Facciamo un bambino

Avete presente i fotomontaggi di Anne Geddes? Quei deliziosi bambini spesso presentati in associazione ai più disparati oggetti di uso quotidiano? Vi confesso che li ho sempre detestati. So di pregiudicarmi a questo punto la simpatia del pubblico femminile, ma invito le mie amiche ad andare almeno fino in fondo a questo articolo.

A parte il fatto che mi sembra detestabile la trasparente speculazione sull’istinto materno associata a queste immagini, mi sembra anche terribile la banalizzazione che si accompagna a questa speculazione, dove il figlio è associato a un giocattolo, un gaio trastullo per la madre, non cioè il termine delle nostre preoccupazioni, della nostra sollecitudine, in ultima analisi la persona verso la quale siamo debitori e di cui ci assumiamo la responsabilità, ma piuttosto qualcuno (o addirittura qualcosa) che “facciamo”, un prodotto, un’opera delle nostre mani.

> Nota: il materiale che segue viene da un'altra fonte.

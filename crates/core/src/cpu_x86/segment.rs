//! Segment registers, descriptors, and the protection rules around them.
//!
//! Every loaded selector leaves behind a shadow record ([`SegReg`]) holding
//! the base, limit, and access rights captured at load time; memory edits
//! to the descriptor are not observed until the next load. The typed
//! loaders below enforce the per-register rules: code for CS, writable
//! data for SS, readable segments for the data registers, system types for
//! LDTR and TR.

use super::flags::PS_ZF;
use super::interrupt::Fault;
use super::{CpuModel, CpuX86};
use crate::logging::{log, LogCategory, LogLevel};
use crate::Bus;
use serde::{Deserialize, Serialize};

// CR0 bits (the low word is the 80286 MSW).
pub const CR0_PE: u32 = 0x0000_0001;
pub const CR0_MP: u32 = 0x0000_0002;
pub const CR0_EM: u32 = 0x0000_0004;
pub const CR0_TS: u32 = 0x0000_0008;
pub const CR0_PG: u32 = 0x8000_0000;

/// Segment register indices in instruction encoding order.
#[derive(Debug, Clone, Copy, PartialEq, Eq, Serialize, Deserialize)]
#[repr(u8)]
pub enum SegId {
    Es = 0,
    Cs = 1,
    Ss = 2,
    Ds = 3,
    Fs = 4,
    Gs = 5,
}

impl SegId {
    pub fn from_index(i: u8) -> Option<Self> {
        match i {
            0 => Some(SegId::Es),
            1 => Some(SegId::Cs),
            2 => Some(SegId::Ss),
            3 => Some(SegId::Ds),
            4 => Some(SegId::Fs),
            5 => Some(SegId::Gs),
            _ => None,
        }
    }

    pub fn name(self) -> &'static str {
        match self {
            SegId::Es => "ES",
            SegId::Cs => "CS",
            SegId::Ss => "SS",
            SegId::Ds => "DS",
            SegId::Fs => "FS",
            SegId::Gs => "GS",
        }
    }
}

/// Descriptor access-word and extension-word encodings. The access word is
/// the descriptor's word at offset 4: low byte BASE[16:23], high byte the
/// access byte. The extension word at offset 6 is meaningful on the 80386.
pub mod desc {
    // Access byte, positioned in the high byte of the ACC word.
    pub const ACC_PRESENT: u16 = 0x8000;
    pub const ACC_DPL_MASK: u16 = 0x6000;
    pub const ACC_DPL_SHIFT: u16 = 13;
    /// S bit: set for code/data segments, clear for system descriptors.
    pub const ACC_TYPE_SEG: u16 = 0x1000;
    pub const ACC_TYPE_MASK: u16 = 0x1F00;

    // Code/data type bits (valid when ACC_TYPE_SEG is set).
    pub const ACC_TYPE_CODE: u16 = 0x0800;
    pub const ACC_TYPE_CONFORMING: u16 = 0x0400;
    pub const ACC_TYPE_READABLE: u16 = 0x0200;
    pub const ACC_TYPE_EXPDOWN: u16 = 0x0400;
    pub const ACC_TYPE_WRITABLE: u16 = 0x0200;
    pub const ACC_TYPE_ACCESSED: u16 = 0x0100;

    // System descriptor types (ACC_TYPE_SEG clear).
    pub const TYPE_TSS286: u16 = 0x0100;
    pub const TYPE_LDT: u16 = 0x0200;
    pub const TYPE_TSS286_BUSY: u16 = 0x0300;
    pub const TYPE_GATE_CALL286: u16 = 0x0400;
    pub const TYPE_GATE_TASK: u16 = 0x0500;
    pub const TYPE_GATE_INT286: u16 = 0x0600;
    pub const TYPE_GATE_TRAP286: u16 = 0x0700;
    pub const TYPE_TSS386: u16 = 0x0900;
    pub const TYPE_TSS386_BUSY: u16 = 0x0B00;
    pub const TYPE_GATE_CALL386: u16 = 0x0C00;
    pub const TYPE_GATE_INT386: u16 = 0x0E00;
    pub const TYPE_GATE_TRAP386: u16 = 0x0F00;
    /// Busy bit within the TSS types.
    pub const TYPE_TSS_BUSY_BIT: u16 = 0x0200;

    // Extension word (80386): LIMIT[16:19], AVL, D/B, G, BASE[24:31].
    pub const EXT_LIMIT_HI: u16 = 0x000F;
    pub const EXT_AVL: u16 = 0x0010;
    pub const EXT_BIG: u16 = 0x0040;
    pub const EXT_GRANULARITY: u16 = 0x0080;

    /// Synthetic access words for real-mode shadow records.
    pub const ACC_REAL_DATA: u16 =
        ACC_PRESENT | ACC_TYPE_SEG | ACC_TYPE_WRITABLE | ACC_TYPE_ACCESSED;
    pub const ACC_REAL_CODE: u16 =
        ACC_PRESENT | ACC_TYPE_SEG | ACC_TYPE_CODE | ACC_TYPE_READABLE | ACC_TYPE_ACCESSED;
}

/// GDTR/IDTR contents: base and limit of a descriptor table.
#[derive(Debug, Clone, Copy, Default, Serialize, Deserialize)]
pub struct DescTableReg {
    pub base: u32,
    pub limit: u32,
}

/// Shadow state for one loaded selector.
#[derive(Debug, Clone, Serialize, Deserialize)]
pub struct SegReg {
    pub sel: u16,
    /// Linear base captured at load time.
    pub base: u32,
    /// Scalar limit (page granularity already expanded).
    pub limit: u32,
    /// Access word; zero marks a null/unusable register.
    pub acc: u16,
    /// 80386 extension word (D/B and granularity bits).
    pub ext: u16,
    /// Descriptor privilege level captured at load time.
    pub dpl: u8,
    /// Linear address of the backing descriptor, for accessed/busy-bit
    /// write-back. `None` for real-mode and synthetic loads.
    pub desc_addr: Option<u32>,
}

impl SegReg {
    fn real(sel: u16, code: bool) -> Self {
        SegReg {
            sel,
            base: (sel as u32) << 4,
            limit: 0xFFFF,
            acc: if code {
                desc::ACC_REAL_CODE
            } else {
                desc::ACC_REAL_DATA
            },
            ext: 0,
            dpl: 0,
            desc_addr: None,
        }
    }

    /// The six-register file in encoding order, at real-mode reset state.
    pub(crate) fn file() -> [SegReg; 6] {
        [
            SegReg::real(0, false),
            SegReg::real(0, true),
            SegReg::real(0, false),
            SegReg::real(0, false),
            SegReg::real(0, false),
            SegReg::real(0, false),
        ]
    }

    /// Empty shadow for LDTR/TR.
    pub(crate) fn system() -> Self {
        SegReg {
            sel: 0,
            base: 0,
            limit: 0,
            acc: 0,
            ext: 0,
            dpl: 0,
            desc_addr: None,
        }
    }

    /// True when the register cannot be used for memory access.
    #[inline]
    pub fn is_null(&self) -> bool {
        self.acc == 0
    }

    /// Upper offset bound for expand-down segments.
    #[inline]
    pub(crate) fn upper_bound(&self) -> u32 {
        if self.ext & desc::EXT_BIG != 0 {
            0xFFFF_FFFF
        } else {
            0xFFFF
        }
    }
}

/// An 8-byte descriptor as read from a table, in its four raw words plus
/// the linear address it came from.
#[derive(Debug, Clone, Copy)]
pub(crate) struct Descriptor {
    pub limit_raw: u16,
    pub base_lo: u16,
    pub acc: u16,
    pub ext: u16,
    pub addr: u32,
}

impl Descriptor {
    pub fn base(&self, model: CpuModel) -> u32 {
        let mut base = (self.base_lo as u32) | (((self.acc & 0xFF) as u32) << 16);
        if model.has_80386_ops() {
            base |= ((self.ext >> 8) as u32) << 24;
        }
        base
    }

    pub fn limit(&self, model: CpuModel) -> u32 {
        let mut limit = self.limit_raw as u32;
        if model.has_80386_ops() {
            limit |= ((self.ext & desc::EXT_LIMIT_HI) as u32) << 16;
            if self.ext & desc::EXT_GRANULARITY != 0 {
                limit = (limit << 12) | 0xFFF;
            }
        }
        limit
    }

    /// Access byte and type field, positioned in the high byte.
    #[inline]
    pub fn access(&self) -> u16 {
        self.acc & 0xFF00
    }

    #[inline]
    pub fn typ(&self) -> u16 {
        self.acc & desc::ACC_TYPE_MASK
    }

    #[inline]
    pub fn present(&self) -> bool {
        self.acc & desc::ACC_PRESENT != 0
    }

    #[inline]
    pub fn dpl(&self) -> u8 {
        ((self.acc & desc::ACC_DPL_MASK) >> desc::ACC_DPL_SHIFT) as u8
    }

    /// Code or data segment (S bit set).
    #[inline]
    pub fn is_seg(&self) -> bool {
        self.acc & desc::ACC_TYPE_SEG != 0
    }

    #[inline]
    pub fn is_code(&self) -> bool {
        self.is_seg() && self.acc & desc::ACC_TYPE_CODE != 0
    }

    #[inline]
    pub fn is_conforming(&self) -> bool {
        self.is_code() && self.acc & desc::ACC_TYPE_CONFORMING != 0
    }

    #[inline]
    pub fn is_readable(&self) -> bool {
        // Data segments are always readable; code segments need the bit.
        self.is_seg() && (!self.is_code() || self.acc & desc::ACC_TYPE_READABLE != 0)
    }

    #[inline]
    pub fn is_writable_data(&self) -> bool {
        self.is_seg() && !self.is_code() && self.acc & desc::ACC_TYPE_WRITABLE != 0
    }

    #[inline]
    pub fn is_tss(&self) -> bool {
        !self.is_seg()
            && matches!(
                self.typ(),
                desc::TYPE_TSS286
                    | desc::TYPE_TSS286_BUSY
                    | desc::TYPE_TSS386
                    | desc::TYPE_TSS386_BUSY
            )
    }

    #[inline]
    pub fn is_tss_busy(&self) -> bool {
        !self.is_seg() && self.typ() & desc::TYPE_TSS_BUSY_BIT != 0
    }

    #[inline]
    pub fn is_tss_386(&self) -> bool {
        matches!(self.typ(), desc::TYPE_TSS386 | desc::TYPE_TSS386_BUSY)
    }

    #[inline]
    pub fn is_gate(&self) -> bool {
        !self.is_seg()
            && matches!(
                self.typ(),
                desc::TYPE_GATE_CALL286
                    | desc::TYPE_GATE_TASK
                    | desc::TYPE_GATE_INT286
                    | desc::TYPE_GATE_TRAP286
                    | desc::TYPE_GATE_CALL386
                    | desc::TYPE_GATE_INT386
                    | desc::TYPE_GATE_TRAP386
            )
    }

    #[inline]
    pub fn is_gate_386(&self) -> bool {
        matches!(
            self.typ(),
            desc::TYPE_GATE_CALL386 | desc::TYPE_GATE_INT386 | desc::TYPE_GATE_TRAP386
        )
    }

    /// Gate fields: target selector, target offset, and the parameter
    /// count for call gates.
    #[inline]
    pub fn gate_selector(&self) -> u16 {
        self.base_lo
    }

    pub fn gate_offset(&self) -> u32 {
        let mut off = self.limit_raw as u32;
        if self.is_gate_386() {
            off |= (self.ext as u32) << 16;
        }
        off
    }

    #[inline]
    pub fn gate_param_count(&self) -> u32 {
        (self.acc & 0x001F) as u32
    }
}

/// Selector-referencing error code: index and TI, RPL zeroed, with the
/// external-event bit when the reference came from outside the program.
pub(crate) fn sel_error(sel: u16, ext: bool) -> u16 {
    (sel & 0xFFFC) | ext as u16
}

/// IDT-referencing error code: vector index with the IDT bit set.
pub(crate) fn idt_error(vector: u8, ext: bool) -> u16 {
    ((vector as u16) << 3) | 0x02 | ext as u16
}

L’altro giorno ero in banca a firmare per un mutuo e ho visto appeso a una parete il poster qui sopra. Siccome non sono una donna, né tantomeno una madre, l’associazione di idee che mi ha suscitato non è stata di tenerezza (vabbè, un pochino sì, lo ammetto), mi ha invece fatto pensare ad un recente drammatico fatto di cronaca accaduto da queste parti: un padre, dopo una lite con la compagna a proposito di chi dovesse tenere il figlio ha deciso che se non poteva averlo lui non doveva averlo nessuno, e lo ha buttato nel Tevere gelato.

So di avere una mente perversa, eppure non riesco a non pensare che ci sia una relazione tra le due cose. Intendiamoci, non voglio dire che quelli che sdilinquiscono ai poster della Geddes siano tutti potenziali killer infanticidi, dico solo che a ben guardare le due cose, il poster e il killer, sono figlie della medesima cultura. Quella cioè del figlio/oggetto, del figlio inteso come prodotto che deve soddisfare il mio bisogno di maternità/paternità. Come uno shitzu, ma un po’ di più.

O come si spiega l’assurdo paradosso di questo mondo in cui da una parte ci si sposa solo dopo che la natura ha suonato la campana dell’ultimo giro e dall’altra si pretende di avere un figlio ad ogni costo, sottoponendosi anche a terapie terribilmente invasive? E’ che chiunque capisce che un figlio esige qualche sacrificio, se non altro economico, visto che costa quanto acquistare una macchina nuova ogni anno, e allora bisogna prima realizzarsi, prendersi le proprie soddisfazioni, vivere la propria adolescenza di ritorno e solo dopo che ho pensato a me a me a me resterà spazio per qualcuno da amare. Ma intanto l’orologio corre, e arrivi a trent’anni, magari a quaranta e senti avvicinarsi il momento in cui big ben dirà stop e allora vai di bombe ormonali per aumentare la fecondità e se va bene poi settimane e mesi a letto per non rischiare…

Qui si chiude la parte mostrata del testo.